For example I have an on and off obsessive habit of asking my parents if certain foods will hurt my skin and give me acne because when I was younger I had really bad skin problems. My parents constantly reassure me that we don’t buy unhealthy food and not to worry. Precovid it was real problem for me when ever I ate out because I would agonize over if the food was too greasy and if it would effect my skin. I once almost had a panic attack on the way home from the beach because my mom insisted on us sharing a huge bucket of French fries instead of eating actual dinner and it made me so paranoid that my skin was going to be covered in acne by the morning that I actually started crying. I haven’t had this problem as much recently but I still worry a bit about my skin every day. Typing this out I am suddenly realizing how ridiculous I must sound but it is a problem for me.

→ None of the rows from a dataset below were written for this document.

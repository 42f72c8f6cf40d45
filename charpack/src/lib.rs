//! Convert indexed images and LDtk levels into charsets, charmaps, sprites
//! and tiles for an 8-bit graphics chip.
//!
//! Blocks of pixels are packed into hires or multicolor bit patterns,
//! deduplicated in first-seen order and referenced from byte maps.

pub mod batch;
pub mod charmap;
pub mod color;
pub mod config;
pub mod dictionary;
pub mod emit;
pub mod error;
pub mod level;
pub mod mode;
pub mod pipeline;
pub mod raster;
pub mod report;
pub mod sprite;
pub mod tiles;
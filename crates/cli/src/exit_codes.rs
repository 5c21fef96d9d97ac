//! CLI Exit Code Registry
//!
//! This is the single source of truth for all CLI exit codes.
//! Exit codes are part of the shell contract: scripts rely on them.
//!
//! Non-zero codes follow the BSD `sysexits.h` numbering so that wrappers can
//! tell bad data apart from a bad template.
//!
//! | Code | Meaning                                              |
//! |------|------------------------------------------------------|
//! | 0    | Success (validation passed, file written)            |
//! | 2    | CLI usage error (bad args, conflicting options)      |
//! | 65   | Source data failed validation                        |
//! | 66   | Input missing or unreadable                          |
//! | 69   | Template unusable (parse, consistency, layout)       |
//! | 70   | Internal rule error while checking rows              |
//! | 73   | Output file could not be written                     |

use cellcheck_io::IoError;

/// Success - command completed without errors.
pub const EXIT_SUCCESS: u8 = 0;

/// Usage error - bad arguments, missing required options.
pub const EXIT_USAGE: u8 = 2;

/// The source was read but did not pass validation.
pub const EXIT_DATA_INVALID: u8 = 65;

/// Source file, sheet or template file missing or unreadable.
pub const EXIT_NO_INPUT: u8 = 66;

/// Template cannot be parsed, is inconsistent, or cannot be laid out.
pub const EXIT_TEMPLATE: u8 = 69;

/// A rule hit a structural error (e.g. unregistered linked-set parent value).
pub const EXIT_INTERNAL: u8 = 70;

/// Output workbook or template could not be created.
pub const EXIT_CANT_CREATE: u8 = 73;

/// Map an io-layer error to its exit code.
pub fn io_exit_code(err: &IoError) -> u8 {
    match err {
        IoError::File { .. }
        | IoError::SheetNotFound(_)
        | IoError::Spreadsheet(_)
        | IoError::Csv(_)
        | IoError::Xml(_) => EXIT_NO_INPUT,
        IoError::Write(_) => EXIT_CANT_CREATE,
        IoError::Template(_) | IoError::Generate(_) => EXIT_TEMPLATE,
        IoError::Rule(_) => EXIT_INTERNAL,
    }
}
//! Column rules
//!
//! A [`Rule`] constrains one column. Each variant carries only the state it
//! needs; checking, describing and rendering (see `generate.rs`) each match on
//! [`RuleKind`] in one place.
//!
//! ## Empty cells
//!
//! A cell that is empty after trimming passes every rule when `empty_ok` is
//! set. Otherwise it fails every rule except [`RuleKind::Any`].
//!
//! ## Case sensitivity
//!
//! Set, linked-set and ontology membership is case-sensitive. "Yes" != "yes".

use std::collections::{BTreeMap, HashSet};
use std::fmt;
use std::sync::OnceLock;

use chrono::{NaiveDate, NaiveDateTime};
use regex::Regex;

use crate::error::RuleError;
use crate::table::RowContext;

/// A validation rule for one column.
#[derive(Debug, Clone, PartialEq)]
pub struct Rule {
    pub kind: RuleKind,
    /// If true, empty values are always valid.
    pub empty_ok: bool,
}

/// The rule variants.
#[derive(Debug, Clone, PartialEq)]
pub enum RuleKind {
    /// Accept any value.
    Any,
    /// Any non-empty text.
    Text,
    /// Integers within optional inclusive bounds.
    Integer { min: Option<i64>, max: Option<i64> },
    /// Decimal numbers within optional inclusive bounds.
    Float { min: Option<f64>, max: Option<f64> },
    /// Dates within optional inclusive bounds.
    Date {
        day_first: bool,
        earliest: Option<NaiveDate>,
        latest: Option<NaiveDate>,
    },
    Email,
    /// Whole value must match the pattern.
    Regex(Pattern),
    /// Value (optionally combined with sibling columns) must not repeat.
    Unique { unique_with: Vec<String> },
    /// Value must be one of a fixed list.
    FixedSet(ValueList),
    /// Allowed values depend on the value of `parent` in the same row.
    LinkedSet {
        parent: String,
        values: BTreeMap<String, ValueList>,
    },
    /// Value must be a term of an externally sourced ontology.
    Ontology {
        ontology: String,
        root_term: Option<String>,
        terms: ValueList,
    },
}
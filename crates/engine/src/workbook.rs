//! In-memory model of a generated workbook
//!
//! The generation engine fills a [`WorkbookDraft`]; the io crate writes it out
//! as xlsx in one pass. Cells are plain strings keyed by 0-based
//! `(row, col)`.

use std::collections::BTreeMap;

use crate::constraint::Constraint;

/// Width factor and padding applied when auto-sizing columns.
pub const WIDTH_FACTOR: f64 = 1.2;
pub const WIDTH_PADDING: usize = 2;

#[derive(Debug, Clone, Default, PartialEq)]
pub struct WorkbookDraft {
    sheets: Vec<SheetDraft>,
    defined_names: Vec<DefinedName>,
}

impl WorkbookDraft {
    pub fn new() -> Self {
        Self::default()
    }

    /// Append a sheet and return its index. Sheet order is creation order.
    pub fn add_sheet(&mut self, name: &str) -> usize {
        self.sheets.push(SheetDraft::new(name));
        self.sheets.len() - 1
    }

    pub fn sheets(&self) -> &[SheetDraft] {
        &self.sheets
    }

    pub fn sheet(&self, index: usize) -> Option<&SheetDraft> {
        self.sheets.get(index)
    }

    pub fn sheet_mut(&mut self, index: usize) -> Option<&mut SheetDraft> {
        self.sheets.get_mut(index)
    }

    pub fn sheet_by_name(&self, name: &str) -> Option<&SheetDraft> {
        self.sheets.iter().find(|s| s.name == name)
    }

    pub fn sheet_names(&self) -> Vec<&str> {
        self.sheets.iter().map(|s| s.name.as_str()).collect()
    }

    /// Register a workbook-level name for a range like `Sets!$A$2:$A$4`.
    pub fn define_name(&mut self, name: impl Into<String>, range: impl Into<String>) {
        self.defined_names.push(DefinedName {
            name: name.into(),
            range: range.into(),
        });
    }

    pub fn defined_names(&self) -> &[DefinedName] {
        &self.defined_names
    }

    pub fn defined_name(&self, name: &str) -> Option<&DefinedName> {
        self.defined_names.iter().find(|d| d.name == name)
    }

    /// Size every populated column of every sheet to fit its longest value.
    pub fn autosize(&mut self) {
        for sheet in &mut self.sheets {
            sheet.autosize();
        }
    }
}

#[derive(Debug, Clone, PartialEq)]
pub struct SheetDraft {
    pub name: String,
    cells: BTreeMap<(u32, usize), String>,
    validations: Vec<ColumnValidation>,
    column_widths: BTreeMap<usize, f64>,
}

impl SheetDraft {
    pub fn new(name: &str) -> Self {
        Self {
            name: name.to_string(),
            cells: BTreeMap::new(),
            validations: Vec::new(),
            column_widths: BTreeMap::new(),
        }
    }

    pub fn write(&mut self, row: u32, col: usize, value: impl Into<String>) {
        self.cells.insert((row, col), value.into());
    }

    pub fn get(&self, row: u32, col: usize) -> Option<&str> {
        self.cells.get(&(row, col)).map(String::as_str)
    }

    /// Populated cells in row-major order.
    pub fn cells(&self) -> impl Iterator<Item = (u32, usize, &str)> {
        self.cells.iter().map(|(&(r, c), v)| (r, c, v.as_str()))
    }

    /// Values of one column from `first_row` down, in row order.
    pub fn column_values(&self, col: usize, first_row: u32) -> Vec<&str> {
        self.cells
            .iter()
            .filter(|((r, c), _)| *c == col && *r >= first_row)
            .map(|(_, v)| v.as_str())
            .collect()
    }

    /// Number of columns that hold at least one cell.
    pub fn used_columns(&self) -> usize {
        self.cells.keys().map(|&(_, c)| c + 1).max().unwrap_or(0)
    }

    pub fn add_validation(&mut self, validation: ColumnValidation) {
        self.validations.push(validation);
    }

    pub fn validations(&self) -> &[ColumnValidation] {
        &self.validations
    }

    pub fn validation_for(&self, col: usize) -> Option<&ColumnValidation> {
        self.validations.iter().find(|v| v.col == col)
    }

    pub fn column_widths(&self) -> &BTreeMap<usize, f64> {
        &self.column_widths
    }

    fn autosize(&mut self) {
        let mut longest: BTreeMap<usize, usize> = BTreeMap::new();
        for (&(_, col), value) in &self.cells {
            let len = value.chars().count();
            let entry = longest.entry(col).or_insert(0);
            *entry = (*entry).max(len);
        }
        self.column_widths = longest
            .into_iter()
            .map(|(col, len)| (col, (len + WIDTH_PADDING) as f64 * WIDTH_FACTOR))
            .collect();
    }
}

/// A constraint attached to rows `first_row..=last_row` of one column.
#[derive(Debug, Clone, PartialEq)]
pub struct ColumnValidation {
    pub col: usize,
    pub first_row: u32,
    pub last_row: u32,
    pub constraint: Constraint,
}

#[derive(Debug, Clone, PartialEq, Eq)]
pub struct DefinedName {
    pub name: String,
    /// Absolute range without a leading `=`.
    pub range: String,
}

#[cfg(test)]
mod tests {
    use super::*;

    #[test]
    fn test_autosize_uses_longest_value() {
        let mut wb = WorkbookDraft::new();
        let idx = wb.add_sheet("Data");
        let sheet = wb.sheet_mut(idx).unwrap();
        sheet.write(0, 0, "id");
        sheet.write(1, 0, "sample-0001");
        sheet.write(0, 2, "é");
        wb.autosize();

        let widths = wb.sheet(idx).unwrap().column_widths();
        assert_eq!(widths.len(), 2);
        assert!((widths[&0] - 13.0 * 1.2).abs() < 1e-9);
        assert!((widths[&2] - 3.0 * 1.2).abs() < 1e-9);
    }

    #[test]
    fn test_column_values_in_row_order() {
        let mut sheet = SheetDraft::new("Sets");
        sheet.write(3, 1, "c");
        sheet.write(0, 1, "header");
        sheet.write(1, 1, "a");
        sheet.write(2, 0, "other");
        assert_eq!(sheet.column_values(1, 1), vec!["a", "c"]);
        assert_eq!(sheet.used_columns(), 2);
    }

    #[test]
    fn test_defined_names() {
        let mut wb = WorkbookDraft::new();
        wb.define_name("city_France", "Sets!$A$2:$A$3");
        assert_eq!(wb.defined_name("city_France").unwrap().range, "Sets!$A$2:$A$3");
        assert!(wb.defined_name("city_Spain").is_none());
    }
}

More recently I have been worrying about my creative project and how it feels like it will never happen. I want it to work so much but there are a thousand things that would need to go exactly right for it to happen! As a related point, I often feel really self conscious about my creative ideas thinking that they are too weird or stupid or childish or will be horribly misinterpreted from what I was trying to say.
Another major worry that I have had my entire life is that I will never make anything of myself and never achieve anything remarkable creatively and be stuck in a mundane dead end job that I hate. I constantly have to combat feeling like a looser all time which I think my rejection sensitive Dysphoria contributes a lot to. Sometimes I say to myself that “I hate my brain” even though I don’t or think that no one likes me but my parents, even though I know I have friends.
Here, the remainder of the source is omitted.